= Beginning of Section =

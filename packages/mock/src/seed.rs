//! Demo catalog content.
//!
//! A small sales/finance estate: one SQL server with three tables, an
//! invoice pipeline with lineage from a lake file through to Power BI, and
//! one definition of every type category. Nothing named `Glossary1` exists.

use datacatalog_api::{
    AttributeDef, EnumElementDef, RelationshipEndDef, TypeCategory, TypeDef,
};
use serde_json::{json, Value};

use crate::storage::{Storage, StorageError};

/// GUIDs of the seeded items, for callers that need to address them.
#[derive(Debug, Clone)]
pub struct Demo {
    pub sql_server: String,
    pub invoices: String,
    pub customers: String,
    pub orders: String,
    pub raw_invoices: String,
    pub load_invoices: String,
    pub invoice_summary: String,
    pub invoice_report: String,
    pub sensitivity_enum: String,
}

fn entity(type_name: &str, name: &str, qualified_name: &str, description: &str) -> Value {
    json!({
        "typeName": type_name,
        "attributes": {
            "name": name,
            "qualifiedName": qualified_name,
            "description": description,
        },
        "status": "ACTIVE",
    })
}

fn attr(name: &str, type_name: &str) -> AttributeDef {
    AttributeDef {
        name: name.into(),
        type_name: type_name.into(),
        cardinality: Some("SINGLE".into()),
        is_optional: Some(true),
        ..Default::default()
    }
}

fn typedefs() -> Vec<TypeDef> {
    let mut sensitivity = TypeDef::new(TypeCategory::Enum, "data_sensitivity");
    sensitivity.description = Some("How sensitive the data is".into());
    sensitivity.element_defs = Some(
        ["LOW", "MEDIUM", "HIGH"]
            .iter()
            .zip(0..)
            .map(|(v, i)| EnumElementDef {
                value: v.to_string(),
                ordinal: Some(i),
                ..Default::default()
            })
            .collect(),
    );

    let mut table = TypeDef::new(TypeCategory::Entity, "azure_sql_table");
    table.super_types = Some(vec!["DataSet".into()]);
    table.attribute_defs = Some(vec![attr("principalId", "int"), attr("objectType", "string")]);

    let mut invoice_number =
        TypeDef::new(TypeCategory::Classification, "MICROSOFT.FINANCIAL.INVOICE_NUMBER");
    invoice_number.description = Some("Invoice numbers".into());

    let mut address = TypeDef::new(TypeCategory::Struct, "address");
    address.attribute_defs = Some(vec![attr("street", "string"), attr("city", "string")]);

    let mut server_tables = TypeDef::new(TypeCategory::Relationship, "azure_sql_server_tables");
    server_tables.relationship_category = Some("COMPOSITION".into());
    server_tables.end_def1 = Some(RelationshipEndDef {
        type_name: "azure_sql_server".into(),
        name: "tables".into(),
        cardinality: Some("SET".into()),
        is_container: Some(true),
        ..Default::default()
    });
    server_tables.end_def2 = Some(RelationshipEndDef {
        type_name: "azure_sql_table".into(),
        name: "server".into(),
        cardinality: Some("SINGLE".into()),
        ..Default::default()
    });

    let mut steward = TypeDef::new(TypeCategory::TermTemplate, "Data Steward");
    steward.attribute_defs = Some(vec![attr("steward", "string")]);

    vec![sensitivity, table, invoice_number, address, server_tables, steward]
}

/// Load the demo content into `storage`.
pub async fn load_demo(storage: &dyn Storage) -> Result<Demo, StorageError> {
    let server_qn = "mssql://sales.database.windows.net";
    let sql_server = storage
        .put_entity(entity("azure_sql_server", "sales", server_qn, "Sales SQL server"))
        .await?;
    let invoices = storage
        .put_entity(entity(
            "azure_sql_table",
            "invoices",
            &format!("{server_qn}/invoices"),
            "Posted customer invoices",
        ))
        .await?;
    let customers = storage
        .put_entity(entity(
            "azure_sql_table",
            "customers",
            &format!("{server_qn}/customers"),
            "Customer master data",
        ))
        .await?;
    let orders = storage
        .put_entity(entity(
            "azure_sql_table",
            "orders",
            &format!("{server_qn}/orders"),
            "Open and closed sales orders",
        ))
        .await?;
    let raw_invoices = storage
        .put_entity(entity(
            "azure_datalake_gen2_path",
            "invoices.csv",
            "https://lake.dfs.core.windows.net/raw/invoices.csv",
            "Nightly invoice export",
        ))
        .await?;
    let load_invoices = storage
        .put_entity(entity(
            "azure_data_factory_pipeline",
            "load_invoices",
            "adf://sales-factory/pipelines/load_invoices",
            "Copies the invoice export into SQL",
        ))
        .await?;
    let invoice_summary = storage
        .put_entity(entity(
            "powerbi_dataset",
            "invoice_summary",
            "powerbi://finance/datasets/invoice_summary",
            "Invoice totals by month",
        ))
        .await?;
    let invoice_report = storage
        .put_entity(entity(
            "powerbi_report",
            "monthly_invoice_report",
            "powerbi://finance/reports/monthly_invoice_report",
            "Monthly invoice report",
        ))
        .await?;

    // lake file -> pipeline -> table -> {dataset, report}
    storage.add_lineage_edge(&raw_invoices, &load_invoices).await?;
    storage.add_lineage_edge(&load_invoices, &invoices).await?;
    storage.add_lineage_edge(&invoices, &invoice_summary).await?;
    storage.add_lineage_edge(&invoices, &invoice_report).await?;

    let mut sensitivity_enum = String::new();
    for def in typedefs() {
        let category = def.category.unwrap_or(TypeCategory::Entity);
        let value =
            serde_json::to_value(&def).map_err(|e| StorageError::Internal(e.to_string()))?;
        if let Some(stored) = storage.create_typedef(category, value).await? {
            if stored.name() == "data_sensitivity" {
                sensitivity_enum = stored.guid().to_string();
            }
        }
    }

    Ok(Demo {
        sql_server,
        invoices,
        customers,
        orders,
        raw_invoices,
        load_invoices,
        invoice_summary,
        invoice_report,
        sensitivity_enum,
    })
}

= End of Section =

» YOUR TASK: Write out all of the records exactly as they stand above.

» WORKED SOLUTION:
filename packages/mock/src/seed.rs
//! Demo catalog content.
//!
//! A small sales/finance estate: one SQL server with three tables, an
//! invoice pipeline with lineage from a lake file through to Power BI, and
//! one definition of every type category. Nothing named `Glossary1` exists.

use datacatalog_api::{
    AttributeDef, EnumElementDef, RelationshipEndDef, TypeCategory, TypeDef,
};
use serde_json::{json, Value};

use crate::storage::{Storage, StorageError};

/// GUIDs of the seeded items, for callers that need to address them.
#[derive(Debug, Clone)]
pub struct Demo {
    pub sql_server: String,
    pub invoices: String,
    pub customers: String,
    pub orders: String,
    pub raw_invoices: String,
    pub load_invoices: String,
    pub invoice_summary: String,
    pub invoice_report: String,
    pub sensitivity_enum: String,
}

fn entity(type_name: &str, name: &str, qualified_name: &str, description: &str) -> Value {
    json!({
        "typeName": type_name,
        "attributes": {
            "name": name,
            "qualifiedName": qualified_name,
            "description": description,
        },
        "status": "ACTIVE",
    })
}

fn attr(name: &str, type_name: &str) -> AttributeDef {
    AttributeDef {
        name: name.into(),
        type_name: type_name.into(),
        cardinality: Some("SINGLE".into()),
        is_optional: Some(true),
        ..Default::default()
    }
}

fn typedefs() -> Vec<TypeDef> {
    let mut sensitivity = TypeDef::new(TypeCategory::Enum, "data_sensitivity");
    sensitivity.description = Some("How sensitive the data is".into());
    sensitivity.element_defs = Some(
        ["LOW", "MEDIUM", "HIGH"]
            .iter()
            .zip(0..)
            .map(|(v, i)| EnumElementDef {
                value: v.to_string(),
                ordinal: Some(i),
                ..Default::default()
            })
            .collect(),
    );

    let mut table = TypeDef::new(TypeCategory::Entity, "azure_sql_table");
    table.super_types = Some(vec!["DataSet".into()]);
    table.attribute_defs = Some(vec![attr("principalId", "int"), attr("objectType", "string")]);

    let mut invoice_number =
        TypeDef::new(TypeCategory::Classification, "MICROSOFT.FINANCIAL.INVOICE_NUMBER");
    invoice_number.description = Some("Invoice numbers".into());

    let mut address = TypeDef::new(TypeCategory::Struct, "address");
    address.attribute_defs = Some(vec![attr("street", "string"), attr("city", "string")]);

    let mut server_tables = TypeDef::new(TypeCategory::Relationship, "azure_sql_server_tables");
    server_tables.relationship_category = Some("COMPOSITION".into());
    server_tables.end_def1 = Some(RelationshipEndDef {
        type_name: "azure_sql_server".into(),
        name: "tables".into(),
        cardinality: Some("SET".into()),
        is_container: Some(true),
        ..Default::default()
    });
    server_tables.end_def2 = Some(RelationshipEndDef {
        type_name: "azure_sql_table".into(),
        name: "server".into(),
        cardinality: Some("SINGLE".into()),
        ..Default::default()
    });

    let mut steward = TypeDef::new(TypeCategory::TermTemplate, "Data Steward");
    steward.attribute_defs = Some(vec![attr("steward", "string")]);

    vec![sensitivity, table, invoice_number, address, server_tables, steward]
}

/// Load the demo content into `storage`.
pub async fn load_demo(storage: &dyn Storage) -> Result<Demo, StorageError> {
    let server_qn = "mssql://sales.database.windows.net";
    let sql_server = storage
        .put_entity(entity("azure_sql_server", "sales", server_qn, "Sales SQL server"))
        .await?;
    let invoices = storage
        .put_entity(entity(
            "azure_sql_table",
            "invoices",
            &format!("{server_qn}/invoices"),
            "Posted customer invoices",
        ))
        .await?;
    let customers = storage
        .put_entity(entity(
            "azure_sql_table",
            "customers",
            &format!("{server_qn}/customers"),
            "Customer master data",
        ))
        .await?;
    let orders = storage
        .put_entity(entity(
            "azure_sql_table",
            "orders",
            &format!("{server_qn}/orders"),
            "Open and closed sales orders",
        ))
        .await?;
    let raw_invoices = storage
        .put_entity(entity(
            "azure_datalake_gen2_path",
            "invoices.csv",
            "https://lake.dfs.core.windows.net/raw/invoices.csv",
            "Nightly invoice export",
        ))
        .await?;
    let load_invoices = storage
        .put_entity(entity(
            "azure_data_factory_pipeline",
            "load_invoices",
            "adf://sales-factory/pipelines/load_invoices",
            "Copies the invoice export into SQL",
        ))
        .await?;
    let invoice_summary = storage
        .put_entity(entity(
            "powerbi_dataset",
            "invoice_summary",
            "powerbi://finance/datasets/invoice_summary",
            "Invoice totals by month",
        ))
        .await?;
    let invoice_report = storage
        .put_entity(entity(
            "powerbi_report",
            "monthly_invoice_report",
            "powerbi://finance/reports/monthly_invoice_report",
            "Monthly invoice report",
        ))
        .await?;

    // lake file -> pipeline -> table -> {dataset, report}
    storage.add_lineage_edge(&raw_invoices, &load_invoices).await?;
    storage.add_lineage_edge(&load_invoices, &invoices).await?;
    storage.add_lineage_edge(&invoices, &invoice_summary).await?;
    storage.add_lineage_edge(&invoices, &invoice_report).await?;

    let mut sensitivity_enum = String::new();
    for def in typedefs() {
        let category = def.category.unwrap_or(TypeCategory::Entity);
        let value =
            serde_json::to_value(&def).map_err(|e| StorageError::Internal(e.to_string()))?;
        if let Some(stored) = storage.create_typedef(category, value).await? {
            if stored.name() == "data_sensitivity" {
                sensitivity_enum = stored.guid().to_string();
            }
        }
    }

    Ok(Demo {
        sql_server,
        invoices,
        customers,
        orders,
        raw_invoices,
        load_invoices,
        invoice_summary,
        invoice_report,
        sensitivity_enum,
    })
}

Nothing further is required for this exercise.